■ EXERCISE PROMPT ■
Every line of the data below should be written out word for word.

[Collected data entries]

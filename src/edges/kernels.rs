//! Fixed gradient kernel pairs.
//!
//! Kernels are borrowed row-major weight tables checked at compile time:
//! the side must be odd and the table must hold `side²` weights.

/// Square, odd-sized convolution weights.
#[derive(Clone, Copy, Debug, PartialEq, Eq)]
pub struct Kernel {
    data: &'static [i32],
    side: usize,
}

impl Kernel {
    pub const fn new(data: &'static [i32], side: usize) -> Self {
        assert!(side % 2 == 1, "kernel side must be odd");
        assert!(side * side == data.len(), "kernel data must hold side² weights");
        Self { data, side }
    }

    #[inline]
    pub fn side(&self) -> usize {
        self.side
    }

    /// Half-width of the window, i.e. the padding it needs.
    #[inline]
    pub fn radius(&self) -> usize {
        self.side / 2
    }

    /// Weight at column `x`, row `y`.
    #[inline]
    pub fn at(&self, x: usize, y: usize) -> i32 {
        self.data[y * self.side + x]
    }

    pub fn row(&self, y: usize) -> &[i32] {
        &self.data[y * self.side..(y + 1) * self.side]
    }
}

/// Horizontal (`x`) and vertical (`y`) derivative kernels of one operator.
#[derive(Clone, Copy, Debug, PartialEq, Eq)]
pub struct KernelPair {
    pub x: Kernel,
    pub y: Kernel,
}

pub const SOBEL_X: Kernel = Kernel::new(&[-1, 0, 1, -2, 0, 2, -1, 0, 1], 3);
pub const SOBEL_Y: Kernel = Kernel::new(&[-1, -2, -1, 0, 0, 0, 1, 2, 1], 3);

pub const PREWITT_X: Kernel = Kernel::new(&[-1, 0, 1, -1, 0, 1, -1, 0, 1], 3);
pub const PREWITT_Y: Kernel = Kernel::new(&[-1, -1, -1, 0, 0, 0, 1, 1, 1], 3);

pub const SOBEL: KernelPair = KernelPair {
    x: SOBEL_X,
    y: SOBEL_Y,
};

pub const PREWITT: KernelPair = KernelPair {
    x: PREWITT_X,
    y: PREWITT_Y,
};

■ OUTPUT OF THE TASK ■
filename src/edges/kernels.rs
//! Fixed gradient kernel pairs.
//!
//! Kernels are borrowed row-major weight tables checked at compile time:
//! the side must be odd and the table must hold `side²` weights.

/// Square, odd-sized convolution weights.
#[derive(Clone, Copy, Debug, PartialEq, Eq)]
pub struct Kernel {
    data: &'static [i32],
    side: usize,
}

impl Kernel {
    pub const fn new(data: &'static [i32], side: usize) -> Self {
        assert!(side % 2 == 1, "kernel side must be odd");
        assert!(side * side == data.len(), "kernel data must hold side² weights");
        Self { data, side }
    }

    #[inline]
    pub fn side(&self) -> usize {
        self.side
    }

    /// Half-width of the window, i.e. the padding it needs.
    #[inline]
    pub fn radius(&self) -> usize {
        self.side / 2
    }

    /// Weight at column `x`, row `y`.
    #[inline]
    pub fn at(&self, x: usize, y: usize) -> i32 {
        self.data[y * self.side + x]
    }

    pub fn row(&self, y: usize) -> &[i32] {
        &self.data[y * self.side..(y + 1) * self.side]
    }
}

/// Horizontal (`x`) and vertical (`y`) derivative kernels of one operator.
#[derive(Clone, Copy, Debug, PartialEq, Eq)]
pub struct KernelPair {
    pub x: Kernel,
    pub y: Kernel,
}

pub const SOBEL_X: Kernel = Kernel::new(&[-1, 0, 1, -2, 0, 2, -1, 0, 1], 3);
pub const SOBEL_Y: Kernel = Kernel::new(&[-1, -2, -1, 0, 0, 0, 1, 2, 1], 3);

pub const PREWITT_X: Kernel = Kernel::new(&[-1, 0, 1, -1, 0, 1, -1, 0, 1], 3);
pub const PREWITT_Y: Kernel = Kernel::new(&[-1, -1, -1, 0, 0, 0, 1, 1, 1], 3);

pub const SOBEL: KernelPair = KernelPair {
    x: SOBEL_X,
    y: SOBEL_Y,
};

pub const PREWITT: KernelPair = KernelPair {
    x: PREWITT_X,
    y: PREWITT_Y,
};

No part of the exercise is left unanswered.